Their ship was close, at least. She hadn't heard the particulars on just how quickly they all were leaving when the execution was over, but the second mate on their ship had a very cheerful parrot that was completely oblivious to the solemn birds near the amphitheater. Her mood was probably affecting the drab little ones that were disappointed to find nobody with snacks to drop on the ground, but that didn't explain that plover.
It was the same one that had been her room, she was sure, the blocky-bodied thing that didn't at all look like Ragi. The markings looked even less close to natural in the sunlight, and something about him just looked odd. She couldn't even see the copper fire in him, and she'd gotten practice enough to find the copper threads in the oatworms that the aviary birds loved as treats.
Daine frowned, narrowing her eyes as she concentrated. There wasn't a bit of copper at all in the bird, and his thoughts were much, much quieter than most birds would make them. What little parts she did hear sounded almost familiar, like she knew the voice but was hearing a different version of it.
If you listen hard and long, you can hear any of us, call any of us, that you want, Badger had told her once.

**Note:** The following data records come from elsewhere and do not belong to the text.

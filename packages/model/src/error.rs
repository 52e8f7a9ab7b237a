use thiserror::Error;

/// Reasons a document header is rejected
#[derive(Error, Debug, Clone, PartialEq)]
pub enum ValidationError {
    #[error("invalid type {0:?}, must be HGSS")]
    InvalidType(String),

    #[error("missing version")]
    MissingVersion,
}
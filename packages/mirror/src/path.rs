use std::fmt;

/// One step from a container into one of its fields
#[derive(Debug, Clone, PartialEq, Eq, Hash)]
pub enum PathSegment {
    Key(String),
    Index(usize),
}

impl From<&str> for PathSegment {
    fn from(key: &str) -> Self {
        PathSegment::Key(key.to_string())
    }
}

impl From<String> for PathSegment {
    fn from(key: String) -> Self {
        PathSegment::Key(key)
    }
}

impl From<usize> for PathSegment {
    fn from(index: usize) -> Self {
        PathSegment::Index(index)
    }
}

impl fmt::Display for PathSegment {
    fn fmt(&self, f: &mut fmt::Formatter<'_>) -> fmt::Result {
        match self {
            PathSegment::Key(key) => f.write_str(key),
            PathSegment::Index(index) => write!(f, "{}", index),
        }
    }
}

/// Location of a field relative to the wrapped document root.
///
/// Only used for reporting; nothing decides what to recompute from it.
#[derive(Debug, Clone, Default, PartialEq, Eq, Hash)]
pub struct Path(Vec<PathSegment>);

impl Path {
    pub fn new() -> Self {
        Self(Vec::new())
    }

    /// New path extended by one segment
    pub fn child(&self, segment: impl Into<PathSegment>) -> Self {
        let mut segments = self.0.clone();
        segments.push(segment.into());
        Self(segments)
    }

    pub fn segments(&self) -> &[PathSegment] {
        &self.0
    }

    pub fn len(&self) -> usize {
        self.0.len()
    }

    pub fn is_empty(&self) -> bool {
        self.0.is_empty()
    }

    pub fn last(&self) -> Option<&PathSegment> {
        self.0.last()
    }
}

impl<S: Into<PathSegment>> FromIterator<S> for Path {
    fn from_iter<I: IntoIterator<Item = S>>(iter: I) -> Self {
        Self(iter.into_iter().map(Into::into).collect())
    }
}

impl fmt::Display for Path {
    fn fmt(&self, f: &mut fmt::Formatter<'_>) -> fmt::Result {
        for (i, segment) in self.0.iter().enumerate() {
            if i > 0 {
                f.write_str(".")?;
            }
            write!(f, "{}", segment)?;
        }
        Ok(())
    }
}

It wasn't supposed to matter if her eyes were open, and Alanna and Lindhall and even Jon had told her about not needing to close her eyes to do the stronger magics, but sometimes Daine liked to forget what the rest of the world was going to see. Her magic always seemed to do things that left Alanna and Lindhall and Jon at a loss, though, so she didn't know why they were so certain about the way that wild magic would work out.

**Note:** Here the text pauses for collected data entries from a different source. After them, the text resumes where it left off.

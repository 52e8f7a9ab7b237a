//! Built-in converters driven through the mirror coordinator

use hgss_converters::{default_converters, GeoJsonConverter, GEOJSON, KML};
use hgss_mirror::{Document, Geometry, Mirror, MirrorError, Node, View};
use serde_json::json;

fn sample() -> Document {
    serde_json::from_value(json!({
        "type": "HGSS",
        "version": "1.0",
        "styles": {},
        "root": {
            "id": "root",
            "type": "Group",
            "children": [{
                "id": "point1",
                "type": "Point",
                "name": "Test Point",
                "geometry": { "type": "Point", "coordinates": [0, 0] }
            }]
        }
    }))
    .unwrap()
}

#[test]
fn test_should_create_mirrors_correctly() {
    let mirror = Mirror::new(sample(), default_converters());

    let geojson = mirror.get(GEOJSON).unwrap();
    let geojson = geojson.as_json().unwrap();
    assert_eq!(geojson["type"], "FeatureCollection");
    assert_eq!(geojson["features"].as_array().unwrap().len(), 1);
    assert_eq!(geojson["features"][0]["properties"]["name"], "Test Point");
    assert_eq!(geojson["features"][0]["geometry"]["coordinates"], json!([0, 0]));

    let kml = mirror.get(KML).unwrap();
    assert!(kml.as_text().unwrap().contains("<coordinates>0,0</coordinates>"));
}

#[test]
fn test_should_update_mirrors_when_document_changes() {
    let mirror = Mirror::new(sample(), default_converters());

    mirror
        .document()
        .root()
        .children()
        .unwrap()
        .get(0)
        .unwrap()
        .geometry()
        .unwrap()
        .set_coordinates(json!([1, 1]));

    let geojson = mirror.get(GEOJSON).unwrap();
    let features = geojson.as_json().unwrap()["features"].as_array().unwrap().clone();
    assert_eq!(features.len(), 1);
    assert_eq!(features[0]["geometry"]["coordinates"], json!([1, 1]));

    let kml = mirror.get(KML).unwrap();
    let kml = kml.as_text().unwrap();
    assert!(kml.contains("<coordinates>1,1</coordinates>"));
    assert!(!kml.contains("<coordinates>0,0</coordinates>"));
}

#[test]
fn test_group_edits_reach_kml_only_structure() {
    let mirror = Mirror::new(sample(), default_converters());

    let folder = Node::group("folder")
        .with_name("Wells")
        .with_child(Node::feature("w1", Geometry::point(5.0, 6.0)).with_name("W1"));
    mirror.document().root().children().unwrap().push(folder);

    let kml = mirror.get(KML).unwrap();
    assert!(kml.as_text().unwrap().contains("<name>Wells</name>"));

    let geojson = mirror.get(GEOJSON).unwrap();
    let features = geojson.as_json().unwrap()["features"].as_array().unwrap().clone();
    assert_eq!(features.len(), 2);
    assert_eq!(features[1]["id"], "w1");
}

#[test]
fn test_load_from_geojson_replaces_every_mirror() {
    let mirror = Mirror::new(sample(), default_converters());

    let external = View::Json(json!({
        "type": "FeatureCollection",
        "features": [{
            "type": "Feature",
            "id": "harbour",
            "geometry": { "type": "Point", "coordinates": [10, 20] },
            "properties": { "name": "Harbour" }
        }]
    }));
    mirror.load(GEOJSON, &external).unwrap();

    let kml = mirror.get(KML).unwrap();
    let kml = kml.as_text().unwrap();
    assert!(kml.contains("<name>Harbour</name>"));
    assert!(!kml.contains("Test Point"));

    let geojson = mirror.get(GEOJSON).unwrap();
    assert_eq!(geojson.as_json().unwrap()["features"][0]["id"], "harbour");
}

#[test]
fn test_load_from_kml_replaces_every_mirror() {
    let mirror = Mirror::new(sample(), default_converters());

    let external = View::Text(
        r#"<kml xmlns="http://www.opengis.net/kml/2.2"><Document>
            <name>Port</name>
            <Folder><name>Docks</name>
                <Placemark><name>North Pier</name><Point><coordinates>10,20</coordinates></Point></Placemark>
            </Folder>
        </Document></kml>"#
            .to_string(),
    );
    mirror.load(KML, &external).unwrap();

    let snapshot = mirror.snapshot();
    assert_eq!(snapshot.name.as_deref(), Some("Port"));
    assert!(snapshot.root.find("point1").is_none());
    assert!(snapshot.root.find("docks").unwrap().is_group());

    let geojson = mirror.get(GEOJSON).unwrap();
    let feature = &geojson.as_json().unwrap()["features"][0];
    assert_eq!(feature["id"], "north_pier");
    assert_eq!(feature["geometry"]["coordinates"], json!([10.0, 20.0]));

    let kml = mirror.get(KML).unwrap();
    assert!(kml.as_text().unwrap().contains("<name>North Pier</name>"));
}

#[test]
fn test_load_from_malformed_kml_is_rejected() {
    let mirror = Mirror::new(sample(), default_converters());

    let error = mirror
        .load(KML, &View::Text("<kml><Document>".to_string()))
        .unwrap_err();

    assert!(matches!(error, MirrorError::Conversion { ref format, .. } if format == "kml"));
    assert_eq!(mirror.snapshot(), sample());
}

#[test]
fn test_geojson_round_trip_keeps_features() {
    let converter = GeoJsonConverter;
    let exported = converter.export(&sample());
    let imported = converter.import(&exported);

    assert_eq!(imported.features(), 1);
    let point = imported.root.find("point1").unwrap();
    assert_eq!(point.name.as_deref(), Some("Test Point"));
    assert_eq!(point.geometry.as_ref().unwrap().coordinates, json!([0, 0]));
}
#[cfg(test)]
mod tests {
    use super::*;
    use serde_json::json;

    fn sample() -> Document {
        let mut document = Document::new(
            Node::group("root")
                .with_name("Layers")
                .with_child(
                    Node::feature("well", Geometry::new("Point", json!([1.5, 2, 10])))
                        .with_name("Well & Pump")
                        .with_description("<fresh>")
                        .with_style(
                            json!({ "styleUrl": "#blue" }).as_object().cloned().unwrap(),
                        ),
                )
                .with_child(Node::feature(
                    "field",
                    Geometry::new("Polygon", json!([[[0, 0], [1, 0], [1, 1], [0, 0]]])),
                ))
                .with_child(Node::feature(
                    "road",
                    Geometry::new("LineString", json!([[0, 0], [3, 4]])),
                )),
        )
        .with_name("Survey")
        .with_style("#blue", json!({ "fill": "#0000ff", "stroke": "#112233", "stroke-width": 2.5 }))
        .with_style("shared", json!({ "fill": "#ffffff" }));
        document.description = Some("ignored".to_string());
        document
    }

    #[test]
    fn test_export_structure() {
        let kml = KmlConverter::default().export(&sample());
        println!("Generated KML:\n{}", kml);

        assert!(kml.starts_with("<?xml version=\"1.0\" encoding=\"UTF-8\"?>\n"));
        assert!(kml.contains("<kml xmlns=\"http://www.opengis.net/kml/2.2\">"));
        assert!(kml.contains("  <name>Survey</name>"));
        assert!(kml.contains("<Folder>"));
        assert!(kml.contains("<name>Layers</name>"));
        assert!(kml.trim_end().ends_with("</kml>"));
    }

    #[test]
    fn test_export_geometries() {
        let kml = KmlConverter::default().export(&sample());

        assert!(kml.contains("<coordinates>1.5,2,10</coordinates>"));
        assert!(kml.contains("<coordinates>0,0 1,0 1,1 0,0</coordinates>"));
        assert!(kml.contains("<outerBoundaryIs>"));
        assert!(kml.contains("<LineString>"));
        assert!(kml.contains("<coordinates>0,0 3,4</coordinates>"));
    }

    #[test]
    fn test_export_escapes_text() {
        let kml = KmlConverter::default().export(&sample());

        assert!(kml.contains("<name>Well &amp; Pump</name>"));
        assert!(kml.contains("<description>&lt;fresh&gt;</description>"));
        assert!(kml.contains("<styleUrl>#blue</styleUrl>"));
    }

    #[test]
    fn test_export_styles() {
        let kml = KmlConverter::default().export(&sample());

        assert!(kml.contains("<Style id=\"blue\">"));
        assert!(kml.contains("<color>ffff0000</color>"));
        assert!(kml.contains("<color>ff332211</color>"));
        assert!(kml.contains("<width>2.5</width>"));
        assert!(!kml.contains("id=\"shared\""));
    }

    #[test]
    fn test_default_name_and_compact_output() {
        let document = Document::new(Node::group("root"));
        let kml = KmlConverter::new(KmlOptions {
            pretty: false,
            indent: String::new(),
        })
        .export(&document);

        assert!(kml.contains("\n<name>HGSS Export</name>\n"));
        assert!(kml.contains("<Folder>\n</Folder>"));
    }

    #[test]
    fn test_unsupported_shapes_are_degenerate() {
        let document = Document::new(
            Node::group("root")
                .with_child(Node::feature(
                    "multi",
                    Geometry::new("MultiPoint", json!([[0, 0], [1, 1]])),
                ).with_name("Many"))
                .with_child(Node::feature("broken", Geometry::new("Polygon", json!("oops")))),
        );

        let kml = KmlConverter::default().export(&document);
        assert!(kml.contains("<name>Many</name>"));
        assert!(!kml.contains("MultiPoint"));
        assert!(kml.contains("<coordinates></coordinates>"));
    }

    const ZONES: &str = r##"<?xml version="1.0" encoding="UTF-8"?>
<kml xmlns="http://www.opengis.net/kml/2.2">
  <Document>
    <name>Krakow Zones</name>
    <Style id="zoneStyle">
      <PolyStyle>
        <color>ffcccccc</color>
        <fill>1</fill>
      </PolyStyle>
      <LineStyle>
        <color>ff444444</color>
        <width>2</width>
      </LineStyle>
    </Style>
    <Folder>
      <name>Zones</name>
      <Placemark>
        <name>Zone A</name>
        <description>Old town</description>
        <styleUrl>#zoneStyle</styleUrl>
        <Polygon>
          <outerBoundaryIs>
            <LinearRing>
              <coordinates>
                19.938,50.000 19.950,50.000 19.950,50.010 19.938,50.000
              </coordinates>
            </LinearRing>
          </outerBoundaryIs>
        </Polygon>
      </Placemark>
      <Placemark>
        <name>Point of Interest</name>
        <Point>
          <coordinates>19.944,50.005,210</coordinates>
        </Point>
      </Placemark>
    </Folder>
  </Document>
</kml>
"##;

    #[test]
    fn test_import_structure() {
        let document = KmlConverter::default().import(ZONES).unwrap();

        assert!(document.validate().is_ok());
        assert_eq!(document.name.as_deref(), Some("Krakow Zones"));
        assert_eq!(document.root.id, "root");
        assert_eq!(document.root.name.as_deref(), Some("Krakow Zones"));

        let folders = document.root.children.as_ref().unwrap();
        assert_eq!(folders.len(), 1);
        let folder = &folders[0];
        assert!(folder.is_group());
        assert_eq!(folder.id, "zones");
        assert_eq!(folder.name.as_deref(), Some("Zones"));

        let placemarks = folder.children.as_ref().unwrap();
        assert_eq!(placemarks.len(), 2);
        assert_eq!(placemarks[0].kind, "Polygon");
        assert_eq!(placemarks[0].id, "zone_a");
        assert_eq!(placemarks[0].name.as_deref(), Some("Zone A"));
        assert_eq!(placemarks[0].description.as_deref(), Some("Old town"));
        assert_eq!(placemarks[1].kind, "Point");
        assert_eq!(placemarks[1].id, "point_of_interest");
    }

    #[test]
    fn test_import_geometries_and_styles() {
        let document = KmlConverter::default().import(ZONES).unwrap();

        assert_eq!(
            document.styles["#zoneStyle"],
            json!({
                "fill": "#cccccc",
                "fill-opacity": 1.0,
                "stroke": "#444444",
                "stroke-width": 2.0
            })
        );

        let zone = document.root.find("zone_a").unwrap();
        assert_eq!(
            zone.geometry.as_ref().unwrap().coordinates,
            json!([[[19.938, 50.0], [19.95, 50.0], [19.95, 50.01], [19.938, 50.0]]])
        );
        assert_eq!(zone.style.as_ref().unwrap()["styleUrl"], "#zoneStyle");

        let point = document.root.find("point_of_interest").unwrap();
        assert_eq!(point.geometry.as_ref().unwrap().coordinates, json!([19.944, 50.005]));
        assert!(point.style.is_none());
    }

    #[test]
    fn test_import_reads_export() {
        let converter = KmlConverter::default();
        let document = converter.import(&converter.export(&sample())).unwrap();

        assert_eq!(document.name.as_deref(), Some("Survey"));
        assert_eq!(document.features(), 3);
        assert_eq!(document.styles["#blue"]["fill"], "#0000ff");
        assert_eq!(document.styles["#blue"]["stroke-width"], 2.5);

        let well = document.root.find("well_&_pump").unwrap();
        assert_eq!(well.description.as_deref(), Some("<fresh>"));
        assert_eq!(well.geometry.as_ref().unwrap().coordinates, json!([1.5, 2.0]));
        // unnamed placemarks share the empty id; the first in preorder wins
        let field = document.root.find("").unwrap();
        assert_eq!(field.kind, "Polygon");
    }

    #[test]
    fn test_import_placemark_without_geometry() {
        let kml = "<kml><Document><Placemark><name>Note</name><Point><coordinates>x,y</coordinates></Point></Placemark></Document></kml>";
        let document = KmlConverter::default().import(kml).unwrap();

        let note = document.root.find("note").unwrap();
        assert!(note.geometry.is_none());
        assert!(note.children.is_none());
        assert_eq!(document.features(), 0);
    }

    #[test]
    fn test_import_rejects_malformed_input() {
        let converter = KmlConverter::default();

        assert!(matches!(
            converter.import("<kml><Document>"),
            Err(ConvertError::Malformed(_))
        ));
        assert_eq!(
            converter.import("<gpx/>").unwrap_err(),
            ConvertError::Malformed("expected a kml element, found gpx".to_string())
        );
        assert_eq!(
            converter.to_document(&View::Json(json!({}))).unwrap_err(),
            ConvertError::UnexpectedView { expected: "text" }
        );
    }

    #[test]
    fn test_empty_kml_gives_empty_root() {
        let document = KmlConverter::default()
            .to_document(&View::Text("<kml/>".to_string()))
            .unwrap();
        assert_eq!(document, Document::new(Node::group("root")));
    }

    #[test]
    fn test_parse_coordinates() {
        assert_eq!(
            parse_coordinates("19.938,50.000 19.950,50.000\n 19.950,50.010"),
            vec![[19.938, 50.0], [19.95, 50.0], [19.95, 50.01]]
        );
        assert_eq!(parse_coordinates("1,2,3 bad 4"), vec![[1.0, 2.0]]);
    }

    #[test]
    fn test_color_conversion() {
        assert_eq!(kml_color_to_hex("ffcccccc"), "#cccccc");
        assert_eq!(kml_color_to_hex("ff0000ff"), "#ff0000");
        assert_eq!(kml_color_to_hex("7f112233"), "#332211");
        assert_eq!(kml_color_to_hex("red"), "#000000");
        assert_eq!(hex_to_kml_color("#ff0000"), "ff0000ff");
        assert_eq!(hex_to_kml_color("abc"), "ff000000");
        assert_eq!(kml_color_to_hex(&hex_to_kml_color("#123456")), "#123456");
    }
}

With her eyes closed, she let little tendrils of copper spread out, all of them so thin and fine that they'd make a spider's thinnest silk look like yarn. Several found the little birds, one found a lizard contentedly dozing in the sunlight, one found a cat squirming indignantly as its person gripped its ruff too hard...and one found that plover, which wasn't a plover at all.

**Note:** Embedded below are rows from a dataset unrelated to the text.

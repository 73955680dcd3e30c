//! Prompt composition
//!
//! Builds the instruction text sent to the model: the requested JSON array shape, the
//! field names the extractor looks for, and the summaries that must not be repeated.

use std::fmt::Write as _;
use tcg_core::{NormalizedRecord, RecordKind};

/// Maximum number of existing summaries listed in a prompt
pub const MAX_EXISTING_SUMMARIES: usize = 50;

/// Default number of records requested
pub const DEFAULT_COUNT: usize = 5;

/// Builder for a generation prompt
#[derive(Debug, Clone)]
pub struct PromptBuilder {
    kind: RecordKind,
    module: String,
    submodule: Option<String>,
    summary: String,
    acceptance_criteria: Option<String>,
    count: usize,
    existing: Vec<String>,
}

impl PromptBuilder {
    /// New builder for `kind`
    #[must_use]
    pub fn new(kind: RecordKind) -> Self {
        Self {
            kind,
            module: String::new(),
            submodule: None,
            summary: String::new(),
            acceptance_criteria: None,
            count: DEFAULT_COUNT,
            existing: Vec::new(),
        }
    }

    /// Functional area under test
    #[inline]
    #[must_use]
    pub fn module(mut self, module: impl Into<String>) -> Self {
        self.module = module.into();
        self
    }

    /// Feature within the module
    #[inline]
    #[must_use]
    pub fn submodule(mut self, submodule: impl Into<String>) -> Self {
        self.submodule = Some(submodule.into());
        self
    }

    /// Description of the feature or user story
    #[inline]
    #[must_use]
    pub fn summary(mut self, summary: impl Into<String>) -> Self {
        self.summary = summary.into();
        self
    }

    /// Acceptance criteria the records must cover
    #[inline]
    #[must_use]
    pub fn acceptance_criteria(mut self, criteria: impl Into<String>) -> Self {
        self.acceptance_criteria = Some(criteria.into());
        self
    }

    /// Number of records to request (at least one)
    #[inline]
    #[must_use]
    pub fn count(mut self, count: usize) -> Self {
        self.count = count.max(1);
        self
    }

    /// Records already stored; their summaries are listed as off-limits
    #[must_use]
    pub fn existing(mut self, records: &[NormalizedRecord]) -> Self {
        self.existing = records
            .iter()
            .map(|r| r.summary.trim())
            .filter(|s| !s.is_empty())
            .take(MAX_EXISTING_SUMMARIES)
            .map(str::to_string)
            .collect();
        self
    }

    /// Compose the prompt text
    #[must_use]
    pub fn build(&self) -> String {
        let label = self.kind.label();
        let prefix = self.kind.id_prefix();
        let mut prompt = String::new();

        let _ = writeln!(
            prompt,
            "You are a senior QA engineer. Generate {} distinct {label}s for the feature below.",
            self.count
        );
        prompt.push('\n');
        let _ = writeln!(prompt, "Module: {}", self.module.trim());
        if let Some(submodule) = self.submodule.as_deref().filter(|s| !s.trim().is_empty()) {
            let _ = writeln!(prompt, "Submodule: {}", submodule.trim());
        }
        let _ = writeln!(prompt, "Feature summary: {}", self.summary.trim());
        if let Some(criteria) = self.acceptance_criteria.as_deref().filter(|s| !s.trim().is_empty()) {
            let _ = writeln!(prompt, "Acceptance criteria:\n{}", criteria.trim());
        }

        prompt.push('\n');
        let _ = writeln!(
            prompt,
            "Respond with only a JSON array of {} objects and no other text.",
            self.count
        );
        let _ = writeln!(prompt, "Each object must have these fields:");
        let _ = writeln!(prompt, "- \"id\": \"{prefix}_1\", \"{prefix}_2\", ... in order");
        prompt.push_str(concat!(
            "- \"module\": the module name\n",
            "- \"submodule\": the specific feature area\n",
            "- \"summary\": one line stating what is verified\n",
            "- \"steps\": an array of short imperative steps\n",
            "- \"expectedOutcome\": the observable result\n",
            "- \"category\": \"Positive\" or \"Negative\"\n",
        ));
        prompt.push_str("Cover several submodules and mix positive and negative cases.\n");

        if !self.existing.is_empty() {
            prompt.push('\n');
            let _ = writeln!(
                prompt,
                "These {label}s already exist; do not repeat or paraphrase them:"
            );
            for summary in &self.existing {
                let _ = writeln!(prompt, "- {summary}");
            }
        }

        prompt
    }
}

#[cfg(test)]
mod tests {
    use super::*;

    #[test]
    fn prompt_names_shape_prefix_and_count() {
        let prompt = PromptBuilder::new(RecordKind::Scenario)
            .module("Checkout")
            .submodule("Coupons")
            .summary("Apply discount codes at checkout")
            .acceptance_criteria("Expired codes are refused")
            .count(7)
            .build();

        assert!(prompt.contains("Generate 7 distinct scenarios"));
        assert!(prompt.contains("Module: Checkout\nSubmodule: Coupons\n"));
        assert!(prompt.contains("Acceptance criteria:\nExpired codes are refused\n"));
        assert!(prompt.contains("\"TS_1\""));
        assert!(prompt.contains("\"expectedOutcome\""));
        assert!(!prompt.contains("already exist"));
    }

    #[test]
    fn existing_summaries_are_capped() {
        let existing: Vec<_> = (0..60)
            .map(|i| NormalizedRecord::new(format!("TC_{i}"), format!("Existing summary {i}")))
            .collect();
        let prompt = PromptBuilder::new(RecordKind::TestCase)
            .module("Billing")
            .summary("Invoices")
            .existing(&existing)
            .build();

        assert!(prompt.contains("- Existing summary 49\n"));
        assert!(!prompt.contains("Existing summary 50"));
    }

    #[test]
    fn build_is_deterministic() {
        let builder = PromptBuilder::new(RecordKind::TestCase).module("A").summary("B").count(0);
        assert_eq!(builder.build(), builder.build());
        assert!(builder.build().contains("Generate 1 distinct test cases"));
    }
}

Daine felt the tiniest beginnings of a smile as she listened in on the plover's thoughts. It was fair rude to eavesdrop, of course, but she wasn't doing it to be nosy. She was waiting so that she wouldn't interrupt anything, and from the little display earlier and his hints before the judge and emperor started droning on, he'd expected her to realize what nobody else in Carthak would.
She heard the execution without opening her eyes. It would bother her if she saw her friend dead, by whatever means it was that the emperor had picked out. When she was picturing the world through her magic, with the murmurs of the People running through her, it was easy to ignore Ozorne's smug monologue. She felt the small pressure of claws as a very solid bird landed on her leg. She steadied him with her arms, unsurprised to feel the plover's exhaustion, and opened her eyes only when Alanna tapped her on the shoulder.
No one was at all surprised when Daine scooped a very docile plover up under her arm as she left. She looked to the center of the arena just once, and blanched at the sheer amount of blood. It wasn't a pleasant sight, at all, but it left her expression just right for when the Tortallan delegation had to stop. Ozorne had come to say farewell.